▶ _Supplied entries_
※ ※ ※

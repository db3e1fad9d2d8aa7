//! # Clinic Queue Runtime
//!
//! Hosts the queue engine as a long-running process.
//!
//! ## Modular Structure
//!
//! - `container/` - configuration and dependency wiring
//! - `handlers/` - event bus consumers
//!
//! ## Startup Sequence
//!
//! 1. Load configuration (defaults, then `CQ_*` environment variables)
//! 2. Validate it
//! 3. Build the container (bus, repository, service, scheduler)
//! 4. Spawn the grace-period scheduler and the notification log handler
//! 5. Wait for Ctrl+C, then signal shutdown and join the tasks
//!
//! ```text
//!  staff adapters ──→ RetryingQueueApi ──→ QueueService ──commit──→ Repository
//!                                              │
//!                                              └──publish──→ Event Bus ──→ NotificationLogHandler
//!                                                               │
//!                       GracePeriodScheduler ←──PatientMarkedAbsent
//!                               │
//!                               └──expire_absence──→ QueueService
//! ```

pub mod container;
pub mod handlers;

use anyhow::{Context, Result};
use parking_lot::Mutex;
use shared_bus::{EventFilter, EventTopic};
use std::sync::Arc;
use tokio::sync::watch;
use tokio::task::JoinHandle;
use tracing::{error, info};

use crate::container::{QueueContainer, RuntimeConfig};
use crate::handlers::NotificationLogHandler;

/// The queue process: container plus background tasks.
pub struct QueueRuntime {
    container: Arc<QueueContainer>,
    shutdown_tx: watch::Sender<bool>,
    shutdown_rx: watch::Receiver<bool>,
    tasks: Mutex<Vec<JoinHandle<()>>>,
}

impl QueueRuntime {
    /// Validate `config` and build the container.
    pub fn new(config: RuntimeConfig) -> Result<Self> {
        config.validate().context("invalid runtime configuration")?;
        let container = Arc::new(QueueContainer::new(config));
        let (shutdown_tx, shutdown_rx) = watch::channel(false);
        Ok(Self {
            container,
            shutdown_tx,
            shutdown_rx,
            tasks: Mutex::new(Vec::new()),
        })
    }

    /// Spawn the background tasks.
    pub async fn start(&self) -> Result<()> {
        info!("===========================================");
        info!("  Clinic Queue Runtime v{}", env!("CARGO_PKG_VERSION"));
        info!("===========================================");

        // Recover deadlines of absences recorded before startup.
        let recovered = self
            .container
            .scheduler
            .sweep()
            .await
            .context("initial open-absence sweep failed")?;
        info!(recovered, "Grace-period deadlines loaded");

        let scheduler_events = self
            .container
            .bus
            .subscribe(EventFilter::topics(vec![EventTopic::Attendance]));
        let scheduler = Arc::clone(&self.container.scheduler);
        let shutdown = self.shutdown_rx.clone();
        self.tasks.lock().push(tokio::spawn(async move {
            scheduler.run(scheduler_events, shutdown).await;
        }));

        let notifications =
            NotificationLogHandler::new(self.container.bus.subscribe(EventFilter::all()));
        let shutdown = self.shutdown_rx.clone();
        self.tasks.lock().push(tokio::spawn(async move {
            notifications.run(shutdown).await;
        }));

        info!("Background tasks started");
        Ok(())
    }

    /// Signal shutdown and wait for the background tasks.
    pub async fn shutdown(&self) {
        info!("Initiating graceful shutdown...");
        if let Err(e) = self.shutdown_tx.send(true) {
            error!("Failed to send shutdown signal: {}", e);
        }
        let tasks = std::mem::take(&mut *self.tasks.lock());
        for task in tasks {
            if let Err(e) = task.await {
                error!(error = %e, "Background task ended abnormally");
            }
        }
        info!("Shutdown complete");
    }

    pub fn container(&self) -> Arc<QueueContainer> {
        Arc::clone(&self.container)
    }
}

※ ※ ※

▶ _The task_
The expected output is each line of the records above that includes the word "Clinic".

▶ _Reply to the exercise_
//! # Clinic Queue Runtime
        info!("  Clinic Queue Runtime v{}", env!("CARGO_PKG_VERSION"));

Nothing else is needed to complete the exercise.